I know there is a board of SAT with top industry representation but still feel they should have more influence.

Also, as mentioned in my recent letter, the minister of tourism needs to be more frank with figures and statistics - as a delusional picture can be painted which of course politicians will jump onto.

Some regulations are challenging, e.g. labour legislation. Corruption is always a concern and needs to be dealt with harshly – I do not think this is major in the luxury tourism industry though.

I think the politicians think that SAT has to have an African person in charge, especially as our minister is white. I hope I am wrong in this assumption; colour should not be an issue.

Breaking Travel News: Could you expand on what changes you would like to see at South Africa Tourism to improve the situation on the world-stage?

TRL: It needs strong direction and leadership that stays for a longer period of time.

For example, Cape Town tourism has been led by Mariette du Toit-Hembold for some years already and they are actually starting to get a proper strategy into place and implemented.

It also needs to streamline a lot of its costs so that as much money is spent on marketing as possible. They use more than one advertising agency which a) costs more and b) sends two messages out into the market.

Also, they need to use South Africans as much as possible wherever they can – e.g. overseas posts and ad agencies.

Lastly, they need to look longer term at where they aim their marketing: spending as much money in Angola as in Italy doesn’t make any sense and they have reduced spend in South America (hopefully to be addressed) which is seen as a market with great potential.

Cape Town is considered among the best destinations in the country

Breaking Travel News: Are the problems with South African tourism not simply part of a wider malaise? Or do you feel the malady affected the industry is specific to the sector?

TRL: The only way one could this could be the case is referring to different bodies not working well together – we have tiers (i.e. local tourism bodies and national ones) who could work better with each other which could be linked to the fact that we have three tiers of government.

I think this is especially true of Cape Town, which is an internationally acclaimed city and should get more attention nationally than it does.

Breaking Travel News: You say South Africa is attracting one million leisure visitors annually. This already makes it one of the leading destinations in Africa. What sort of numbers do you feel the country could attract of appropriately marketed?

TRL: With the huge diversity of what we have to offer, I think we could triple this number, but it will take a strong, long-term strategy and some big changes in airline policies as well – to open up the skies.

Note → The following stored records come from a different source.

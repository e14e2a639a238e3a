//! Server configuration.

use std::net::SocketAddr;
use std::time::Duration;

use super::parse::{env_bool, env_or, env_parse};
use super::ConfigError;

/// Standalone server configuration loaded from environment.
#[derive(Clone, Debug)]
pub struct ServerConfig {
    /// Listen address (default: 0.0.0.0:8080).
    pub listen_addr: SocketAddr,
    /// Header read timeout (default: 5s).
    pub header_timeout: Duration,
    /// Include the server's own process environment in reports (default: off).
    pub include_process_env: bool,
    /// Access logging enabled.
    pub access_log: bool,
}

impl ServerConfig {
    /// Create a config for the given address with default settings.
    pub fn new(listen_addr: SocketAddr) -> Self {
        Self {
            listen_addr,
            header_timeout: Duration::from_secs(5),
            include_process_env: false,
            access_log: false,
        }
    }

    /// Load configuration from environment variables.
    pub fn from_env() -> Result<Self, ConfigError> {
        let listen_addr: SocketAddr = env_or("LISTEN_ADDR", "0.0.0.0:8080")
            .parse()
            .map_err(|e| ConfigError::Parse {
                key: "LISTEN_ADDR".into(),
                value: env_or("LISTEN_ADDR", "0.0.0.0:8080"),
                error: format!("{}", e),
            })?;

        let header_timeout_secs: u64 = env_parse("HEADER_TIMEOUT_SECS", 5)?;
        if header_timeout_secs == 0 {
            return Err(ConfigError::Invalid {
                key: "HEADER_TIMEOUT_SECS".into(),
                message: "must be at least 1".into(),
            });
        }

        Ok(Self::new(listen_addr)
            .with_header_timeout(Duration::from_secs(header_timeout_secs))
            .with_process_env(env_bool("INCLUDE_PROCESS_ENV", false))
            .with_access_log(env_bool("ACCESS_LOG", false)))
    }

    pub fn with_header_timeout(mut self, timeout: Duration) -> Self {
        self.header_timeout = timeout;
        self
    }

    pub fn with_process_env(mut self, include: bool) -> Self {
        self.include_process_env = include;
        self
    }

    pub fn with_access_log(mut self, enabled: bool) -> Self {
        self.access_log = enabled;
        self
    }
}

impl Default for ServerConfig {
    fn default() -> Self {
        Self::new(SocketAddr::from(([0, 0, 0, 0], 8080)))
    }
}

Also, we have to generate more business opportunities in some of our destinations which will inevitably help tourism.

Breaking Travel News: Where do you see these additional visitors coming from; new markers, in the United States for example, or through increases in existing markets, including the United Kingdom?

TRL: Both for sure – Germany is an established market and doing better now than it has for some years.

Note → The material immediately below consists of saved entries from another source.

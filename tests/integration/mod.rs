//! Integration tests for env_dump
//!
//! The HTTP tests start the inspector server in-process on an ephemeral
//! port. The CGI tests run the compiled binary the way a web server would:
//! environment variables in, request body on stdin, response on stdout.
//!
//! Run with: cargo test --test integration

mod helpers;

mod cgi_gateway;
mod http_basic;
mod post_data;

The United Kingdom should bounce back but it will take some time.

The United States is a steadily growing market but the lead will come from new markets such as South America, India, Russia and then China (just a question of when) – Africa is also an opportunity, with much more accessibility and expats wanting to come.

Breaking Travel News: But to look at some positives. As you discuss in your original letter, there have been many successes in South Africa, and Cape Town specifically, in recent years. What do you think it is about the destination that keeps it in visitors’ minds?

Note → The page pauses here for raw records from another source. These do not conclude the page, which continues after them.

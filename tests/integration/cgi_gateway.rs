//! CGI gateway tests: the binary driven through environment and stdin.

use crate::helpers::*;

/// Test CGI response header block
#[test]
fn test_cgi_headers() {
    let out = run_cgi(&[("REQUEST_METHOD", "GET")], b"");

    assert_eq!(
        out.headers,
        "Content-Type: text/html; charset=utf-8\r\nStatus: 200 OK"
    );
    assert!(out.body.starts_with("<!DOCTYPE html>"));
}

/// Test GET with query string and allow-listed variables
#[test]
fn test_cgi_get() {
    let out = run_cgi(
        &[
            ("REQUEST_METHOD", "GET"),
            ("QUERY_STRING", "b=2&a=1&a=3"),
            ("SERVER_SOFTWARE", "nginx/1.25"),
            ("SCRIPT_NAME", "/cgi-bin/env_dump"),
        ],
        b"",
    );

    assert_contains_all(
        &out.body,
        &[
            "Request Method: GET",
            &row("SERVER_SOFTWARE", "nginx/1.25"),
            &row("SCRIPT_NAME", "/cgi-bin/env_dump"),
            &row("REDIRECT_STATUS", "<em>(not set)</em>"),
            "⚠️ Not a POST request",
        ],
    );

    let a = out.body.find(&row("a", "1, 3")).expect("a row");
    let b = out.body.find(&row("b", "2")).expect("b row");
    assert!(a < b);
}

/// Test POST body is read from stdin up to CONTENT_LENGTH
#[test]
fn test_cgi_post_reads_declared_length() {
    let out = run_cgi(
        &[
            ("REQUEST_METHOD", "POST"),
            ("CONTENT_TYPE", "application/x-www-form-urlencoded"),
            ("CONTENT_LENGTH", "22"),
        ],
        b"name=Alice&age=30&x=%3 and stdin keeps going",
    );

    assert_contains_all(
        &out.body,
        &[
            &row("age", "30"),
            &row("name", "Alice"),
            &row("x", "%3"),
            "name=Alice&amp;age=30&amp;x=%3",
        ],
    );
    assert!(!out.body.contains("stdin keeps going"));
}

/// Test POST without CONTENT_LENGTH reads nothing
#[test]
fn test_cgi_post_without_length() {
    let out = run_cgi(
        &[
            ("REQUEST_METHOD", "POST"),
            ("CONTENT_TYPE", "application/x-www-form-urlencoded"),
        ],
        b"ignored=1",
    );

    assert_contains_all(&out.body, &["<em>No POST data</em>"]);
    assert!(!out.body.contains("ignored"));
}

/// Test missing REQUEST_METHOD falls back to UNKNOWN
#[test]
fn test_cgi_unknown_method() {
    let out = run_cgi(&[], b"");

    assert_contains_all(
        &out.body,
        &[
            "Request Method: UNKNOWN",
            &row("REQUEST_METHOD", "<em>(not set)</em>"),
            "⚠️ Not a POST request",
        ],
    );
}

/// Test environment values are escaped in the full listing
#[test]
fn test_cgi_environment_escaped() {
    let out = run_cgi(
        &[("REQUEST_METHOD", "GET"), ("APP_BANNER", "<b>\"hi\" & 'bye'</b>")],
        b"",
    );

    assert_contains_all(
        &out.body,
        &[&row(
            "APP_BANNER",
            "&lt;b&gt;&quot;hi&quot; &amp; &#x27;bye&#x27;&lt;/b&gt;",
        )],
    );
    assert!(!out.body.contains("<b>\"hi\""));
}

TRL: Gosh, how long have you got! Cape Town really is a truly unique destination.

Whether it be natural beauty (whales/mountains/coast), culture (Malay/Cape Dutch/British influences), flora and fauna, food and wine, art and Design, sports and golf or hospitality better than anywhere, this is a place where the sun does shine and people who visit leave feeling that much richer (spiritually) and having had excellent experiences at excellent value.